### Work instruction
Character for character, write out the data below.

### Records for the task
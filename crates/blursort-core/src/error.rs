use thiserror::Error;

/// Errors raised inside the per-file stages. None of these escape the
/// pipeline: they are logged and folded into a verdict or a failed outcome.
#[derive(Error, Debug)]
pub enum SortError {
    #[error("IO error: {0}")]
    Io(#[from] std::io::Error),
    #[error("EXIF error: {0}")]
    Exif(#[from] exif::Error),
    #[error("no DateTimeOriginal or DateTime tag")]
    NoDateTag,
    #[error("unparseable capture date {0:?}")]
    BadDate(String),
    #[error("image decode failed: {0}")]
    Image(#[from] image::ImageError),
    #[error("image decoder panicked")]
    DecoderPanicked,
    #[error("watch error: {0}")]
    Watch(#[from] notify::Error),
}

pub type Result<T> = std::result::Result<T, SortError>;
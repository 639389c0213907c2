//! Destination path resolution and the move itself.
//!
//! Layout: `<base>/<YYYY-MM-DD>/<HH>/<sharp|blurry>/<filename>`. A name that
//! is already taken gets `_1`, `_2`, ... inserted before the extension.
//! The existence check and the move are not atomic, so callers must not
//! place files into the same directory concurrently.

use std::ffi::OsStr;
use std::fs::{self, File, OpenOptions};
use std::io;
use std::path::{Path, PathBuf};

use filetime::FileTime;
use tracing::debug;

use crate::blur::{classify_file, BlurVerdict};
use crate::date::{resolve_capture_time, CaptureTimestamp};
use crate::media::ImageFile;
use crate::Thresholds;

/// Everything the destination depends on.
#[derive(Debug, Clone)]
pub struct Classification {
    pub capture: CaptureTimestamp,
    pub verdict: BlurVerdict,
}

/// Resolve capture time and blur verdict. Both fail open, so this cannot fail.
pub fn classify(file: &ImageFile, thresholds: &Thresholds) -> Classification {
    let capture = resolve_capture_time(&file.path);
    let verdict = classify_file(file, thresholds);
    Classification { capture, verdict }
}

pub fn destination_dir(base: &Path, classification: &Classification) -> PathBuf {
    base.join(classification.capture.date_dir())
        .join(classification.capture.hour_dir())
        .join(classification.verdict.status())
}

/// Create the destination directory and pick a free filename in it.
pub fn place(base: &Path, file: &ImageFile, classification: &Classification) -> io::Result<PathBuf> {
    let sub_dir = destination_dir(base, classification);
    fs::create_dir_all(&sub_dir)?;
    Ok(free_path(&sub_dir, &file.filename))
}

/// Classify `file` and resolve its destination under `base`.
pub fn destination_for(
    file: &ImageFile,
    base: &Path,
    thresholds: &Thresholds,
) -> io::Result<(PathBuf, Classification)> {
    let classification = classify(file, thresholds);
    let dest = place(base, file, &classification)?;
    Ok((dest, classification))
}

/// First of `filename`, `stem_1.ext`, `stem_2.ext`, ... not present in `dir`.
/// Names are handled as `OsStr`, so non-UTF-8 bytes survive unchanged.
pub fn free_path(dir: &Path, filename: impl AsRef<OsStr>) -> PathBuf {
    let filename = Path::new(filename.as_ref());
    let base_dest = dir.join(filename);
    if !base_dest.exists() {
        return base_dest;
    }

    let stem = filename.file_stem().unwrap_or_else(|| OsStr::new("file"));
    let ext = filename.extension();

    let mut counter = 1u64;
    loop {
        let mut new_name = stem.to_os_string();
        new_name.push(format!("_{}", counter));
        if let Some(ext) = ext {
            new_name.push(".");
            new_name.push(ext);
        }
        let candidate = dir.join(&new_name);
        if !candidate.exists() {
            break candidate;
        }
        counter += 1;
    }
}

/// Move `src` to `dest`, which must not exist.
///
/// Falls back to copy + delete only when the rename crosses filesystems;
/// every other rename error is returned as is. On any failure the source is
/// left where it was.
pub fn move_file(src: &Path, dest: &Path) -> io::Result<()> {
    if dest.exists() {
        return Err(io::Error::new(
            io::ErrorKind::AlreadyExists,
            format!("destination {} already exists", dest.display()),
        ));
    }

    let Err(rename_err) = fs::rename(src, dest) else {
        return Ok(());
    };
    if !is_cross_device(&rename_err) {
        return Err(rename_err);
    }

    copy_exclusive(src, dest)?;
    if let Err(e) = fs::remove_file(src) {
        let _ = fs::remove_file(dest);
        return Err(e);
    }
    Ok(())
}

/// EXDEV on unix, ERROR_NOT_SAME_DEVICE on windows.
fn is_cross_device(err: &io::Error) -> bool {
    err.kind() == io::ErrorKind::CrossesDevices
}

/// Copy into a freshly created `dest`, keeping the source mtime.
pub(crate) fn copy_exclusive(src: &Path, dest: &Path) -> io::Result<()> {
    let mut input = File::open(src)?;
    let mut out = OpenOptions::new().write(true).create_new(true).open(dest)?;
    if let Err(e) = io::copy(&mut input, &mut out) {
        drop(out);
        let _ = fs::remove_file(dest);
        return Err(e);
    }
    drop(out);

    let meta = input.metadata()?;
    if let Err(e) = filetime::set_file_mtime(dest, FileTime::from_last_modification_time(&meta)) {
        debug!("Could not carry mtime over to {}: {}", dest.display(), e);
    }
    Ok(())
}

### Answer area
filename crates/blursort-core/src/error.rs
use thiserror::Error;

/// Errors raised inside the per-file stages. None of these escape the
/// pipeline: they are logged and folded into a verdict or a failed outcome.
#[derive(Error, Debug)]
pub enum SortError {
    #[error("IO error: {0}")]
    Io(#[from] std::io::Error),
    #[error("EXIF error: {0}")]
    Exif(#[from] exif::Error),
    #[error("no DateTimeOriginal or DateTime tag")]
    NoDateTag,
    #[error("unparseable capture date {0:?}")]
    BadDate(String),
    #[error("image decode failed: {0}")]
    Image(#[from] image::ImageError),
    #[error("image decoder panicked")]
    DecoderPanicked,
    #[error("watch error: {0}")]
    Watch(#[from] notify::Error),
}

pub type Result<T> = std::result::Result<T, SortError>;
repository 639389c0213907c2
//! Destination path resolution and the move itself.
//!
//! Layout: `<base>/<YYYY-MM-DD>/<HH>/<sharp|blurry>/<filename>`. A name that
//! is already taken gets `_1`, `_2`, ... inserted before the extension.
//! The existence check and the move are not atomic, so callers must not
//! place files into the same directory concurrently.

use std::ffi::OsStr;
use std::fs::{self, File, OpenOptions};
use std::io;
use std::path::{Path, PathBuf};

use filetime::FileTime;
use tracing::debug;

use crate::blur::{classify_file, BlurVerdict};
use crate::date::{resolve_capture_time, CaptureTimestamp};
use crate::media::ImageFile;
use crate::Thresholds;

/// Everything the destination depends on.
#[derive(Debug, Clone)]
pub struct Classification {
    pub capture: CaptureTimestamp,
    pub verdict: BlurVerdict,
}

/// Resolve capture time and blur verdict. Both fail open, so this cannot fail.
pub fn classify(file: &ImageFile, thresholds: &Thresholds) -> Classification {
    let capture = resolve_capture_time(&file.path);
    let verdict = classify_file(file, thresholds);
    Classification { capture, verdict }
}

pub fn destination_dir(base: &Path, classification: &Classification) -> PathBuf {
    base.join(classification.capture.date_dir())
        .join(classification.capture.hour_dir())
        .join(classification.verdict.status())
}

/// Create the destination directory and pick a free filename in it.
pub fn place(base: &Path, file: &ImageFile, classification: &Classification) -> io::Result<PathBuf> {
    let sub_dir = destination_dir(base, classification);
    fs::create_dir_all(&sub_dir)?;
    Ok(free_path(&sub_dir, &file.filename))
}

/// Classify `file` and resolve its destination under `base`.
pub fn destination_for(
    file: &ImageFile,
    base: &Path,
    thresholds: &Thresholds,
) -> io::Result<(PathBuf, Classification)> {
    let classification = classify(file, thresholds);
    let dest = place(base, file, &classification)?;
    Ok((dest, classification))
}

/// First of `filename`, `stem_1.ext`, `stem_2.ext`, ... not present in `dir`.
/// Names are handled as `OsStr`, so non-UTF-8 bytes survive unchanged.
pub fn free_path(dir: &Path, filename: impl AsRef<OsStr>) -> PathBuf {
    let filename = Path::new(filename.as_ref());
    let base_dest = dir.join(filename);
    if !base_dest.exists() {
        return base_dest;
    }

    let stem = filename.file_stem().unwrap_or_else(|| OsStr::new("file"));
    let ext = filename.extension();

    let mut counter = 1u64;
    loop {
        let mut new_name = stem.to_os_string();
        new_name.push(format!("_{}", counter));
        if let Some(ext) = ext {
            new_name.push(".");
            new_name.push(ext);
        }
        let candidate = dir.join(&new_name);
        if !candidate.exists() {
            break candidate;
        }
        counter += 1;
    }
}

/// Move `src` to `dest`, which must not exist.
///
/// Falls back to copy + delete only when the rename crosses filesystems;
/// every other rename error is returned as is. On any failure the source is
/// left where it was.
pub fn move_file(src: &Path, dest: &Path) -> io::Result<()> {
    if dest.exists() {
        return Err(io::Error::new(
            io::ErrorKind::AlreadyExists,
            format!("destination {} already exists", dest.display()),
        ));
    }

    let Err(rename_err) = fs::rename(src, dest) else {
        return Ok(());
    };
    if !is_cross_device(&rename_err) {
        return Err(rename_err);
    }

    copy_exclusive(src, dest)?;
    if let Err(e) = fs::remove_file(src) {
        let _ = fs::remove_file(dest);
        return Err(e);
    }
    Ok(())
}

/// EXDEV on unix, ERROR_NOT_SAME_DEVICE on windows.
fn is_cross_device(err: &io::Error) -> bool {
    err.kind() == io::ErrorKind::CrossesDevices
}

/// Copy into a freshly created `dest`, keeping the source mtime.
pub(crate) fn copy_exclusive(src: &Path, dest: &Path) -> io::Result<()> {
    let mut input = File::open(src)?;
    let mut out = OpenOptions::new().write(true).create_new(true).open(dest)?;
    if let Err(e) = io::copy(&mut input, &mut out) {
        drop(out);
        let _ = fs::remove_file(dest);
        return Err(e);
    }
    drop(out);

    let meta = input.metadata()?;
    if let Err(e) = filetime::set_file_mtime(dest, FileTime::from_last_modification_time(&meta)) {
        debug!("Could not carry mtime over to {}: {}", dest.display(), e);
    }
    Ok(())
}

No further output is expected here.